Les crayons
toujours au diapason

Article publié le 13 janvier 2015

Depuis la tragédie meurtrière du mercredi 7 janvier, date désormais inscrite dans les chapitres les plus sombres de l’histoire de France, Charlie Hebdo n’a jamais eu autant d’admirateurs. Un soutien dont il manquait cruellement depuis novembre 2011, lorsque les bureaux de l’hebdomadaire avaient été brûlés suite à une caricature du prophète Mahomet. Aujourd’hui, on se rassemble au nom de la liberté, et on s’abonne pour que Charlie puisse (sur)vivre. Il serait de bon ton de rappeler que, même si le journal n’a jamais connu un tel drame, il a déjà connu plusieurs vies, tel un chat agile et malicieux.

Fondé en 1969 (année érotique !) à la suite du culte Hara-Kiri, il doit son nom à l’un des personnages de la bande dessinée de l’Américain Charles Shulz, les Peanuts. À sa tête : Choron, Cavanna et Delfeil de Ton. Parmi ses dessinateurs, l’érudit libertin Wolinski (qui sera aussi rédacteur en chef de 1970 à 1981, premier âge d’or du journal) et Reiser, pourfendeur du quotidien de la classe moyenne – comment oublier le Gros Degueulasse ? Pas de mots d’ordre si ce n’est l’irrévérence et la drôlerie : « Bal tragique à Colombey – 1 mort » avaient-ils titré lors de la mort du Général de Gaulle. Et une vision aiguisée de la société qui nous entoure, des bouleversements qu’elle doit subir pour évoluer. En témoigne en 1975 leur couverture « Les 343 salopes » suite au Manifeste des 343, pétition initiée par entre autres Simone de Beauvoir par pour défendre la légalisation de l’avortement. Fin 1981, faute d’abonnés, le journal s’arrête… pour renaître de ses cendres en 1992, sous la houlette de Philippe Val. Cavanna y officie encore, des pointures de la BD comme Siné, Gébé ou Cabu y tiennent leur propre rubrique.

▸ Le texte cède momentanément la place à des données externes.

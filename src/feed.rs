//! Upstream vehicle positions feed client

use std::future::Future;
use std::sync::Arc;

use chrono::Utc;
use reqwest::header::{HeaderMap, HeaderValue, CACHE_CONTROL};
use reqwest::{Client, Url};
use tracing::debug;

use crate::{
    config::FeedConfig,
    errors::{FetchError, TrackerError},
    models::{FeedMessage, VehicleRecord},
};

/// Header carrying the API Management subscription key
pub const SUBSCRIPTION_KEY_HEADER: &str = "Ocp-Apim-Subscription-Key";

/// Source of vehicle snapshots for the poll loop
pub trait FeedSource: Send + Sync + 'static {
    /// Fetch the current set of vehicles
    fn fetch_snapshot(
        &self,
    ) -> impl Future<Output = Result<Vec<VehicleRecord>, FetchError>> + Send;
}

impl<T: FeedSource> FeedSource for Arc<T> {
    fn fetch_snapshot(
        &self,
    ) -> impl Future<Output = Result<Vec<VehicleRecord>, FetchError>> + Send {
        T::fetch_snapshot(self)
    }
}

/// HTTP client for the GTFS-realtime JSON feed
#[derive(Debug, Clone)]
pub struct FeedClient {
    client: Client,
    url: Url,
}

impl FeedClient {
    /// Create a new feed client
    ///
    /// Fails if the configuration has no API key, so a missing key surfaces
    /// at startup rather than on every fetch.
    pub fn new(config: &FeedConfig) -> Result<Self, TrackerError> {
        let url = Url::parse(&config.url).map_err(|e| TrackerError::ConfigurationError {
            message: format!("Invalid feed URL {}: {}", config.url, e),
        })?;

        let mut api_key = HeaderValue::from_str(config.api_key()?).map_err(|_| {
            TrackerError::ConfigurationError {
                message: "Feed API key is not a valid header value".to_string(),
            }
        })?;
        api_key.set_sensitive(true);

        let mut headers = HeaderMap::new();
        headers.insert(SUBSCRIPTION_KEY_HEADER, api_key);
        headers.insert(CACHE_CONTROL, HeaderValue::from_static("no-cache"));

        let client = Client::builder()
            .default_headers(headers)
            .timeout(config.request_timeout)
            .build()
            .map_err(TrackerError::HttpClientError)?;

        Ok(Self { client, url })
    }

    /// Feed endpoint
    pub fn url(&self) -> &Url {
        &self.url
    }

    async fn fetch(&self) -> Result<Vec<VehicleRecord>, FetchError> {
        let response = self
            .client
            .get(self.url.clone())
            .query(&[("format", "json")])
            .send()
            .await?;

        let status = response.status();
        if !status.is_success() {
            return Err(FetchError::Status { status });
        }

        let body = response.bytes().await?;
        debug!("Received {} bytes from feed", body.len());

        let feed: FeedMessage = serde_json::from_slice(&body)?;
        Ok(feed.into_records(Utc::now()))
    }
}

impl FeedSource for FeedClient {
    fn fetch_snapshot(
        &self,
    ) -> impl Future<Output = Result<Vec<VehicleRecord>, FetchError>> + Send {
        self.fetch()
    }
}
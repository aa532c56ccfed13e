//! Real-time transit vehicle tracker
//!
//! Polls a GTFS-realtime vehicle positions feed, keeps the latest snapshot
//! in memory and serves it over HTTP.

pub mod api;
pub mod config;
pub mod errors;
pub mod feed;
pub mod models;
pub mod poller;
pub mod store;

Si l’on connaît Cabu grâce au Club Dorothée, sa légèreté n’a d’égal que sa langue bien pendue, trempée dans une encre teintée de mélancolie. Le trait est appuyé sans être lourd, les textes corrosifs sans être cruels. Dès le début du Charlie made in 1992, Charb, Honoré et Tignous y apposent également leurs styles respectifs. Doté d’un sens de l’humour fulgurant et dénué de tout filtre, Charb excelle dans la grande tradition du dessin satirique. Les traits sont forcés, la (fausse) vulgarité est de mise, les couleurs tranchantes. Sous influence Reiser, Tignous ne s’encombre d’aucune subtilité pour faire rire jaune, voire noir. En résultent des dessins féroces d’humanisme. Honoré emploie exclusivement le noir et le blanc et une technique inspirée de la gravure sur bois d’antan – la maison d’édition Larousse y a souvent fait appel pour illustrer ses classiques. L’humour, même tordant, y est souvent assombri mais d’autant plus renforcé, soutenu par une légende lapidaire.

On connaît le dénouement de tous ces dessins, tout aussi lapidaire : un exécution ciblée et terroriste au nom de la religion. On repense à ce dessin de Tignous montrant un mouton crucifié : « L’abattage rituel, c’est con. Je vais ressusciter pour vous en convaincre ! » Non, Charlie Hebdo n’est pas mort. Ceux qui sont restés, de Luz à Willem en passant par Coco, vont assurer son avenir en tenant la barre droite. Ou parfois de travers, et tant mieux !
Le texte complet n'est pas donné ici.